» How to complete this task
In the listing below, find each line with the string "delete" and report it.

Top of Extracted records

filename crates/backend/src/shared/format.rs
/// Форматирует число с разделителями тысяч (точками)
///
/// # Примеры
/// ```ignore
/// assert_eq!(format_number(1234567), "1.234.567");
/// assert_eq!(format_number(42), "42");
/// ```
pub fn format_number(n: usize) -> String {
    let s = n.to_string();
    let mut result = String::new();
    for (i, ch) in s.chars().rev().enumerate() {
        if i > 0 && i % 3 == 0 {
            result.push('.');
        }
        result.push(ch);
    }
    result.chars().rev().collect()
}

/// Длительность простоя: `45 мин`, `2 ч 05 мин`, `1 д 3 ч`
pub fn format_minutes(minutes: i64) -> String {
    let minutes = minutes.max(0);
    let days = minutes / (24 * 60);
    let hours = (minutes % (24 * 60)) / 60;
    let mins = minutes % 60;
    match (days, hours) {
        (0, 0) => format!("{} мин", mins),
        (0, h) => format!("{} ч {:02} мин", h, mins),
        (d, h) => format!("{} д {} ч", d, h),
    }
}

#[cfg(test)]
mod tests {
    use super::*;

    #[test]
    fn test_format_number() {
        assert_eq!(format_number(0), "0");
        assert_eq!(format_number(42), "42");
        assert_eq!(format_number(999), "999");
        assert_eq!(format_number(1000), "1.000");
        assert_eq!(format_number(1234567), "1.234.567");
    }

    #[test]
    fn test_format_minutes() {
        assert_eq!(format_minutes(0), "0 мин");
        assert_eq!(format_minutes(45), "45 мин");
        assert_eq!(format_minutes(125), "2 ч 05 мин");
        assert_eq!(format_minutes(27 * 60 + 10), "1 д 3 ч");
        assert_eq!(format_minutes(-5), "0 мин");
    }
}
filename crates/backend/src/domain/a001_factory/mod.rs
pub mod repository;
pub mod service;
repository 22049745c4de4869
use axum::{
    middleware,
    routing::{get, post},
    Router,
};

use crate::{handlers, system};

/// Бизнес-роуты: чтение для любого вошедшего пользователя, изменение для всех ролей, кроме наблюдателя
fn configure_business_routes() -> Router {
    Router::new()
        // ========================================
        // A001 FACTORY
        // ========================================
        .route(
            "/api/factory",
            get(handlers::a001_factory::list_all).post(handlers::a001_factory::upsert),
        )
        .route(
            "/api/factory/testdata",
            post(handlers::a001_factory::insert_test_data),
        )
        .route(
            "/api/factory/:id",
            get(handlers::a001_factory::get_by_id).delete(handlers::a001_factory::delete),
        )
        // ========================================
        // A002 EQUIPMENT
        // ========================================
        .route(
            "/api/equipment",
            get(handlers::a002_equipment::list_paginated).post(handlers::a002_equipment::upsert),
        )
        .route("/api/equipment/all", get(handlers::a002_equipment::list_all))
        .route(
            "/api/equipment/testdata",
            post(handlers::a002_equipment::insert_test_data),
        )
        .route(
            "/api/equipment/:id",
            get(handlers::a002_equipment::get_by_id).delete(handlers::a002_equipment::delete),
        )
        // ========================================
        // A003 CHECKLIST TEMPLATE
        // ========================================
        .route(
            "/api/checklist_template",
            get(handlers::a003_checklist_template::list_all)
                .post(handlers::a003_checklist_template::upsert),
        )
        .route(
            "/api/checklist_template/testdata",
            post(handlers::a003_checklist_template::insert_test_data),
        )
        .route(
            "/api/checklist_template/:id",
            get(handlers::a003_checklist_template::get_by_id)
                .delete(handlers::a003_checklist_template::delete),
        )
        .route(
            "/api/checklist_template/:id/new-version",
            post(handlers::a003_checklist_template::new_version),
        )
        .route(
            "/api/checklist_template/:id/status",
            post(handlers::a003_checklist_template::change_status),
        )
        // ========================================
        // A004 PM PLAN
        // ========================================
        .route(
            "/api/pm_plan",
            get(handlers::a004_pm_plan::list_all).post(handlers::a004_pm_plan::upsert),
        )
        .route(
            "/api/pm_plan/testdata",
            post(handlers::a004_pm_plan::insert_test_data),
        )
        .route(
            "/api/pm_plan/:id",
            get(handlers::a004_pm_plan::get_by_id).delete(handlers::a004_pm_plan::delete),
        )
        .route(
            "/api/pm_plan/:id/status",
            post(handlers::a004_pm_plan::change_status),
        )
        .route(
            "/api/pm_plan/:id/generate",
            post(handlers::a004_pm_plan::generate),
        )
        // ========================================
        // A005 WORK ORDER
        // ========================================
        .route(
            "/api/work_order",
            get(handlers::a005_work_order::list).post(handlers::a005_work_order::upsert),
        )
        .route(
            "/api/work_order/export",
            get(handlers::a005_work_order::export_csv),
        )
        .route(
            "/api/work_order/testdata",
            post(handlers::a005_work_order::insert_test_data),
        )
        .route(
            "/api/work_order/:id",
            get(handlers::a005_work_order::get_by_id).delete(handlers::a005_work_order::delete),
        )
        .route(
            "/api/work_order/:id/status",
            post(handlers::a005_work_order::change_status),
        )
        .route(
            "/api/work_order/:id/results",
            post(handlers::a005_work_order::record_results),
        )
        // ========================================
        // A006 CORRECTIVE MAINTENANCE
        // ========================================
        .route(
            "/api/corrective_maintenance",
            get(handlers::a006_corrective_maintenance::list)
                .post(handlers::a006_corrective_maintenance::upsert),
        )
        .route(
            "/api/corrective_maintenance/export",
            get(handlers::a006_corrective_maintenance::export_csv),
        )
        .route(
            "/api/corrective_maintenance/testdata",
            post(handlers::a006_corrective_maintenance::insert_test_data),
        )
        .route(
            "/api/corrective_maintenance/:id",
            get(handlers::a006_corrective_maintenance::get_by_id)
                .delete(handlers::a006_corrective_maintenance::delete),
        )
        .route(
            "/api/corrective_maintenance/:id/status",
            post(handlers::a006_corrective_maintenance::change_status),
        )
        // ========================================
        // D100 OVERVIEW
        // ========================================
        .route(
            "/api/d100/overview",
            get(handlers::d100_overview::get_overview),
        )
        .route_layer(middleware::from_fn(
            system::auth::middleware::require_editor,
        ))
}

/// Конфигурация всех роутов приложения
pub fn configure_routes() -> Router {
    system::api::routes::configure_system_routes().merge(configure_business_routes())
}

Bottom of Extracted records

» Written response
            get(handlers::a001_factory::get_by_id).delete(handlers::a001_factory::delete),
            get(handlers::a002_equipment::get_by_id).delete(handlers::a002_equipment::delete),
                .delete(handlers::a003_checklist_template::delete),
            get(handlers::a004_pm_plan::get_by_id).delete(handlers::a004_pm_plan::delete),
            get(handlers::a005_work_order::get_by_id).delete(handlers::a005_work_order::delete),
                .delete(handlers::a006_corrective_maintenance::delete),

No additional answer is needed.